In all of these efforts, however, America's purpose is more than to follow a process—[subtle dig at the United Nations, plus the French and Russians; they are about rules and etiquette, we are about getting the job done.] it is to achieve a result: the end of terrible threats to the civilized world. All free nations have a stake in preventing sudden and catastrophic attack. We are asking them to join us, and many are doing so. Yet the course of this Nation does not depend on the decisions of others. Whatever action is required, whenever action is necessary, I will defend the freedom and security of the American people. [Subtle and important shift through the course of this paragraph. It begins with a declaration of America's responsibility as the main world power; it ends with the President's own assertion of what "I" will do.]

Different threats require different strategies. [This paragraph and the next to answer the question: what happened to the other parts of the 'axis of evil'?] In Iran, we continue to see a government that represses its people, pursues weapons of mass destruction, and supports terror. We also see Iranian citizens risking intimidation and death as they speak out for liberty, human rights, and democracy. Iranians, like all people, have a right to choose their own government, and determine their own destiny—and the United States supports their aspirations to live in freedom.

On the Korean peninsula, an oppressive regime rules a people living in fear and starvation. Throughout the 1990s, the United States relied on a negotiated framework to keep North Korea from gaining nuclear weapons. We now know that the regime was deceiving the world, and developing those weapons all along. And today the North Korean regime is using its nuclear program to incite fear and seek concessions. America and the world will not be blackmailed. America is working with the countries of the region—South Korea, Japan, China, and Russia—to find a peaceful solution, and to show the North Korean government that nuclear weapons will bring only isolation, economic stagnation, and continued hardship. The North Korean regime will find respect in the world, and revival for its people, only when it turns away from its nuclear ambitions.

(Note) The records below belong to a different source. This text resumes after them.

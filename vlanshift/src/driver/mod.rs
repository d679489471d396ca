//! Device driver: commands, configuration batches, and dialogs over SSH.

mod builder;
mod dialog;
mod generic;
mod privilege;
mod response;

pub use builder::DriverBuilder;
pub use dialog::{Dialog, DialogResult, DialogStep, Statement, StatementAction, StatementMatch};
pub use generic::GenericDriver;
pub use privilege::{PrivilegeManager, Transition};
pub use response::Response;

use std::future::Future;

use crate::error::Result;

/// Trait for device drivers.
pub trait Driver: Send {
    /// Open the connection and settle in the platform's default privilege.
    fn open(&mut self) -> impl Future<Output = Result<()>> + Send;

    /// Close the connection.
    fn close(&mut self) -> impl Future<Output = Result<()>> + Send;

    /// Send a command and wait for the prompt.
    fn send_command(&mut self, command: &str) -> impl Future<Output = Result<Response>> + Send;

    /// Send commands in configuration mode.
    ///
    /// Enters the configuration privilege, sends each line, and returns to
    /// the privilege level the driver was in. Stops at the first line the
    /// device rejects; nothing already applied is undone.
    ///
    /// ```rust,no_run
    /// use vlanshift::driver::Driver;
    ///
    /// # async fn example(driver: &mut impl Driver) -> Result<(), vlanshift::Error> {
    /// let responses = driver
    ///     .send_config(&[
    ///         "interface Vlan128".to_string(),
    ///         "description Management".to_string(),
    ///     ])
    ///     .await?;
    /// assert!(responses.iter().all(|r| r.is_success()));
    /// # Ok(())
    /// # }
    /// ```
    fn send_config(
        &mut self,
        commands: &[String],
    ) -> impl Future<Output = Result<Vec<Response>>> + Send;

    /// Send a command that may ask questions, answering them with `dialog`.
    fn send_dialog(
        &mut self,
        command: &str,
        dialog: &Dialog,
    ) -> impl Future<Output = Result<DialogResult>> + Send;

    /// Move to the named privilege level.
    fn acquire_privilege(&mut self, privilege: &str) -> impl Future<Output = Result<()>> + Send;

    /// Whether `open()` succeeded and `close()` has not been called.
    fn is_open(&self) -> bool;

    /// Whether the SSH session is still running.
    fn is_alive(&self) -> bool;

    /// Name of the current privilege level.
    fn current_privilege(&self) -> Option<&str>;
}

Our Nation and the world must learn the lessons of the Korean peninsula, and not allow an even greater threat to rise up in Iraq. [Answer to the question: why are we getting ready to invade Iraq, when North Korea is the one with the nukes?] A brutal dictator, with a history of reckless aggression ... with ties to terrorism ... with great potential wealth ... will not be permitted to dominate a vital region and threaten the United States.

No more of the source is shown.